There's an experience of getting really into the lore. I go through periods when I listen to a ton of Warhammer 40,000 audiobooks, and the ton that comes before whichever novel I'm currently adding to the pile does bring a certain kind of pleasure that isn't present if it were instead a novel set in an entirely new universe. Each book hooks onto worldbuilding that I'm already familiar with, and thus each character or story beat gains a depth and richness that wouldn't have been there before. Comic fans get the same thing. I imagine soap opera fans do, as well.
It is a genuine pleasure, too. That doesn't mean stories with heavily developed and studied lore are always better than stand alone. But lore emersion can be pretty great, and its pretty-great-ness is intelligable.
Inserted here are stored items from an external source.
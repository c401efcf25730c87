use hashbrown::HashMap;
use lode_blocks::{BlockId, BlockRegistry};

use crate::chunk::Chunk;
use crate::chunk_coord::ChunkCoord;
use crate::terrain::TerrainGen;

/// The chunk map: at most one chunk per chunk coordinate, populated once
/// at startup. Space not covered by any chunk always reads as air, which
/// makes boundary queries and collision probes uniform at the world edge.
pub struct World {
    chunks: HashMap<ChunkCoord, Chunk>,
    terrain: TerrainGen,
}

impl World {
    pub fn new(terrain: TerrainGen) -> Self {
        Self {
            chunks: HashMap::new(),
            terrain,
        }
    }

    #[inline]
    pub fn terrain(&self) -> &TerrainGen {
        &self.terrain
    }

    #[inline]
    pub fn chunk_count(&self) -> usize {
        self.chunks.len()
    }

    pub fn chunk(&self, coord: ChunkCoord) -> Option<&Chunk> {
        self.chunks.get(&coord)
    }

    pub fn chunks(&self) -> impl Iterator<Item = &Chunk> {
        self.chunks.values()
    }

    /// Creates and generates every chunk in the cube
    /// `[-radius, radius]³` of chunk coordinates. Meshes are not built
    /// here; they build lazily, one per frame.
    pub fn populate(&mut self, reg: &BlockRegistry, radius: i32) {
        let start = std::time::Instant::now();
        for cz in -radius..=radius {
            for cy in -radius..=radius {
                for cx in -radius..=radius {
                    let coord = ChunkCoord::new(cx, cy, cz);
                    let mut chunk = Chunk::new(coord);
                    chunk.generate(&self.terrain, reg);
                    self.chunks.insert(coord, chunk);
                }
            }
        }
        log::info!(
            "populated {} chunks (radius {}) in {:.1?}",
            self.chunks.len(),
            radius,
            start.elapsed()
        );
    }

    /// Block at an integer world position. Positions with no chunk are air.
    pub fn block_at(&self, wx: i32, wy: i32, wz: i32) -> Option<BlockId> {
        let coord = ChunkCoord::containing(wx, wy, wz);
        let chunk = self.chunks.get(&coord)?;
        let (lx, ly, lz) = chunk.world_to_local(wx, wy, wz);
        chunk.get_local(lx, ly, lz)
    }

    /// Block at a float world position, flooring each component. This is
    /// the collision-probe surface: `None` is passable, `Some` is solid.
    pub fn block_at_f32(&self, x: f32, y: f32, z: f32) -> Option<BlockId> {
        self.block_at(x.floor() as i32, y.floor() as i32, z.floor() as i32)
    }

    /// Some chunk whose contents changed since its last mesh build.
    /// Selection order is map iteration order; ties are arbitrary.
    pub fn next_dirty(&self) -> Option<ChunkCoord> {
        self.chunks
            .values()
            .find(|c| c.is_dirty())
            .map(|c| c.coord())
    }

    /// Lowers a chunk's dirty flag. Called by the frame driver after it
    /// finished rebuilding that chunk's mesh.
    pub fn mark_clean(&mut self, coord: ChunkCoord) {
        if let Some(chunk) = self.chunks.get_mut(&coord) {
            chunk.mark_clean();
        }
    }

    /// Mutable chunk access for edits; anything changed marks itself dirty
    /// through [`Chunk::set_local`].
    pub fn chunk_mut(&mut self, coord: ChunkCoord) -> Option<&mut Chunk> {
        self.chunks.get_mut(&coord)
    }
}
The thing is, though, lore emersion come with a less pleasurable flip side: irritation with storytelling decisions that clash with what you imagine the lore to be. Continuity errors. Comic book characters with changing powers. Reboots that abandon everything you've spent so long learning. It can provoke a fan response of anger, fighting over which lore or which continuity is the correct and accurate one. These fan responses can turn vicious, and not just when they're motivated by racism and misogyny, though many are.
And that's, in part, the deal with MAGA. The racism and misogyny, yes, but also the love of lore and the anger when something introduces an incogruency.
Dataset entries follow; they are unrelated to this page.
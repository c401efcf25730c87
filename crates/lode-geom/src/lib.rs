//! Minimal geometry types for engine crates (no renderer dependency).
#![forbid(unsafe_code)]

use core::ops::{Add, AddAssign, Div, Mul, Neg, Sub, SubAssign};

pub mod frustum;
pub mod mat4;

pub use frustum::{Frustum, Plane};
pub use mat4::Mat4;

#[derive(Clone, Copy, Debug, Default, PartialEq)]
#[cfg_attr(test, derive(proptest_derive::Arbitrary))]
pub struct Vec3 {
    pub x: f32,
    pub y: f32,
    pub z: f32,
}

impl Vec3 {
    pub const ZERO: Vec3 = Vec3 {
        x: 0.0,
        y: 0.0,
        z: 0.0,
    };
    pub const UP: Vec3 = Vec3 {
        x: 0.0,
        y: 1.0,
        z: 0.0,
    };

    #[inline]
    pub const fn new(x: f32, y: f32, z: f32) -> Self {
        Self { x, y, z }
    }

    #[inline]
    pub const fn splat(v: f32) -> Self {
        Self { x: v, y: v, z: v }
    }

    #[inline]
    pub fn dot(self, rhs: Vec3) -> f32 {
        self.x * rhs.x + self.y * rhs.y + self.z * rhs.z
    }

    #[inline]
    pub fn cross(self, rhs: Vec3) -> Vec3 {
        Vec3 {
            x: self.y * rhs.z - self.z * rhs.y,
            y: self.z * rhs.x - self.x * rhs.z,
            z: self.x * rhs.y - self.y * rhs.x,
        }
    }

    #[inline]
    pub fn length(self) -> f32 {
        self.dot(self).sqrt()
    }

    #[inline]
    pub fn normalized(self) -> Vec3 {
        let len = self.length();
        if len > 0.0 { self / len } else { self }
    }
}

impl Add for Vec3 {
    type Output = Vec3;
    #[inline]
    fn add(self, rhs: Vec3) -> Vec3 {
        Vec3::new(self.x + rhs.x, self.y + rhs.y, self.z + rhs.z)
    }
}

impl AddAssign for Vec3 {
    #[inline]
    fn add_assign(&mut self, rhs: Vec3) {
        self.x += rhs.x;
        self.y += rhs.y;
        self.z += rhs.z;
    }
}

impl Sub for Vec3 {
    type Output = Vec3;
    #[inline]
    fn sub(self, rhs: Vec3) -> Vec3 {
        Vec3::new(self.x - rhs.x, self.y - rhs.y, self.z - rhs.z)
    }
}

impl SubAssign for Vec3 {
    #[inline]
    fn sub_assign(&mut self, rhs: Vec3) {
        self.x -= rhs.x;
        self.y -= rhs.y;
        self.z -= rhs.z;
    }
}

impl Mul<f32> for Vec3 {
    type Output = Vec3;
    #[inline]
    fn mul(self, rhs: f32) -> Vec3 {
        Vec3::new(self.x * rhs, self.y * rhs, self.z * rhs)
    }
}

impl Div<f32> for Vec3 {
    type Output = Vec3;
    #[inline]
    fn div(self, rhs: f32) -> Vec3 {
        Vec3::new(self.x / rhs, self.y / rhs, self.z / rhs)
    }
}

impl Neg for Vec3 {
    type Output = Vec3;
    #[inline]
    fn neg(self) -> Vec3 {
        Vec3::new(-self.x, -self.y, -self.z)
    }
}

#[derive(Clone, Copy, Debug, Default, PartialEq)]
#[cfg_attr(test, derive(proptest_derive::Arbitrary))]
pub struct Aabb {
    pub min: Vec3,
    pub max: Vec3,
}

impl Aabb {
    #[inline]
    pub const fn new(min: Vec3, max: Vec3) -> Self {
        Self { min, max }
    }

    #[inline]
    pub fn center(self) -> Vec3 {
        (self.min + self.max) * 0.5
    }
}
For most Americans—and particularly for the culturally reactionary ones who form Trump's MAGA base—American history isn't really history. It's not a series of actual events to be studied objectively and probed thoughtfully. It is instead American lore. Like learning everything there is to know about Star Wars or about Warhammer 40,000 or about the endless variety of heroes who make up the Avengers, American lore is a comprehensive story any new event can fit into. And that you, if you're American, can fit yourself into, too.
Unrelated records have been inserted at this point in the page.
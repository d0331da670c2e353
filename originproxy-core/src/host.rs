//! HTTP/1.1 Host header and request-path extraction over a byte prefix.
//!
//! Both functions read just enough of a request to answer one question and
//! stop; neither parses the full request. They share [`LineReaderPool`] so a
//! busy proxy doesn't allocate a line buffer per connection.

use std::sync::Mutex;
use tokio::io::{AsyncBufReadExt, AsyncRead, BufReader};

#[derive(Debug)]
pub enum HostError {
    /// The stream closed before a complete request line / header block
    /// arrived.
    Truncated,
    /// No `Host` header was present before the blank line.
    NoHostHeader,
    Io(std::io::Error),
}

impl std::fmt::Display for HostError {
    fn fmt(&self, f: &mut std::fmt::Formatter<'_>) -> std::fmt::Result {
        match self {
            HostError::Truncated => write!(f, "truncated request"),
            HostError::NoHostHeader => write!(f, "no Host header"),
            HostError::Io(e) => write!(f, "io error: {e}"),
        }
    }
}

impl std::error::Error for HostError {}

impl From<std::io::Error> for HostError {
    fn from(e: std::io::Error) -> Self {
        HostError::Io(e)
    }
}

/// A free list of reusable line buffers, avoiding a fresh `Vec` per request
/// line read.
pub struct LineReaderPool {
    free: Mutex<Vec<Vec<u8>>>,
}

impl Default for LineReaderPool {
    fn default() -> Self {
        Self::new()
    }
}

impl LineReaderPool {
    pub fn new() -> Self {
        Self {
            free: Mutex::new(Vec::new()),
        }
    }

    fn acquire(&self) -> Vec<u8> {
        let mut buf = self.free.lock().expect("line pool mutex poisoned").pop().unwrap_or_default();
        buf.clear();
        buf
    }

    fn release(&self, mut buf: Vec<u8>) {
        buf.clear();
        self.free.lock().expect("line pool mutex poisoned").push(buf);
    }
}

/// Reads lines off `reader` until the blank line terminating the header
/// block, returning the trimmed value of `key` (case-insensitive on the
/// header name) if present.
pub async fn extract_header<R: AsyncRead + Unpin>(
    reader: R,
    key: &[u8],
    pool: &LineReaderPool,
) -> Result<String, HostError> {
    let mut buf = BufReader::new(reader);
    let mut line = pool.acquire();

    // Skip the request line.
    line.clear();
    let n = buf.read_until(b'\n', &mut line).await?;
    if n == 0 {
        pool.release(line);
        return Err(HostError::Truncated);
    }

    loop {
        line.clear();
        let n = buf.read_until(b'\n', &mut line).await?;
        if n == 0 {
            pool.release(line);
            return Err(HostError::Truncated);
        }
        let trimmed = trim_crlf(&line);
        if trimmed.is_empty() {
            pool.release(line);
            return Err(HostError::NoHostHeader);
        }
        if let Some(colon) = trimmed.iter().position(|&b| b == b':') {
            let name = &trimmed[..colon];
            if name.len() == key.len() && name.eq_ignore_ascii_case(key) {
                let value = String::from_utf8_lossy(trim_ascii_whitespace(&trimmed[colon + 1..]))
                    .into_owned();
                pool.release(line);
                return Ok(value);
            }
        }
    }
}

/// Returns the `Host` header value of an HTTP/1.1 request, lowercased and
/// with any `:port` suffix stripped.
pub async fn extract_host<R: AsyncRead + Unpin>(
    reader: R,
    pool: &LineReaderPool,
) -> Result<String, HostError> {
    let host = extract_header(reader, b"host", pool).await?;
    Ok(normalize_host(&host))
}

/// Returns the request-target (path) from the first line of an HTTP/1.1
/// request, e.g. `"GET /foo?x=1 HTTP/1.1"` → `"/foo?x=1"`.
pub async fn extract_path<R: AsyncRead + Unpin>(
    reader: R,
    pool: &LineReaderPool,
) -> Result<String, HostError> {
    let mut buf = BufReader::new(reader);
    let mut line = pool.acquire();
    let n = buf.read_until(b'\n', &mut line).await?;
    if n == 0 {
        pool.release(line);
        return Err(HostError::Truncated);
    }
    let trimmed = trim_crlf(&line);
    let first_space = trimmed.iter().position(|&b| b == b' ');
    let result = match first_space {
        Some(start) => {
            let rest = &trimmed[start + 1..];
            match rest.iter().position(|&b| b == b' ') {
                Some(end) => String::from_utf8_lossy(&rest[..end]).into_owned(),
                None => {
                    pool.release(line);
                    return Err(HostError::Truncated);
                }
            }
        }
        None => {
            pool.release(line);
            return Err(HostError::Truncated);
        }
    };
    pool.release(line);
    Ok(result)
}

/// Lowercases a sniffed host value and strips any trailing `:port`.
pub fn normalize_host(host: &str) -> String {
    let stripped = match host.rfind(':') {
        // An IPv6 literal like "[::1]" has colons before the closing
        // bracket; only treat a colon after the last ']' as a port split.
        Some(idx) if host[..idx].find(']').is_none_or(|b| b < idx) => &host[..idx],
        _ => host,
    };
    stripped.to_ascii_lowercase()
}

fn trim_crlf(line: &[u8]) -> &[u8] {
    let mut end = line.len();
    while end > 0 && (line[end - 1] == b'\n' || line[end - 1] == b'\r') {
        end -= 1;
    }
    &line[..end]
}

fn trim_ascii_whitespace(s: &[u8]) -> &[u8] {
    let start = s.iter().position(|b| !b.is_ascii_whitespace()).unwrap_or(s.len());
    let end = s.iter().rposition(|b| !b.is_ascii_whitespace()).map_or(start, |p| p + 1);
    &s[start..end]
}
So when those people who approach their country's past the way a convention attendee approaches the United Federation of Planets gets told things about their history that clash with their lore, or when people insist on interpretations that don't line up with their sense of it, they have this polarized and angry response.
It's more violent and destructive than Star Wars fandom, because they see the stakes as higher and they have the state at their disposal. And the cultural resentment, racial animosity, and fear of shifting gender roles and power that infects many fandoms infects this one, too, but with that violence of the state giving it greater force. It's worse, in other words. But it's still analogous.
Lots of Americans want their lore, and they want to fight over their lore. The MAGA project can be viewed as just another fandom, committed to its canon and its cosplay. And they think their lore is getting corrupted by people who don't understand it or who hate it or who want to reboot it into something different. They're wrong. Their lore is largely pretend, a simulacrum of American history—one meant to center people who look like them and talk like them and have the same beliefs as them, and decenter everyone else. They enjoy feeling like the worldbuilding they've done is coherent, and they hate the incoherence introduced by critical examination or diverse perspectives. It's not about veracity. It's about comfort with the familiar, no matter how much damage is does to the actual country, with actual people, their lore is built and parasitic upon.
Unfortunately, seeing MAGA as fandom doesn't provide a fix. No one's figured out a fix for toxic genre fandom, either.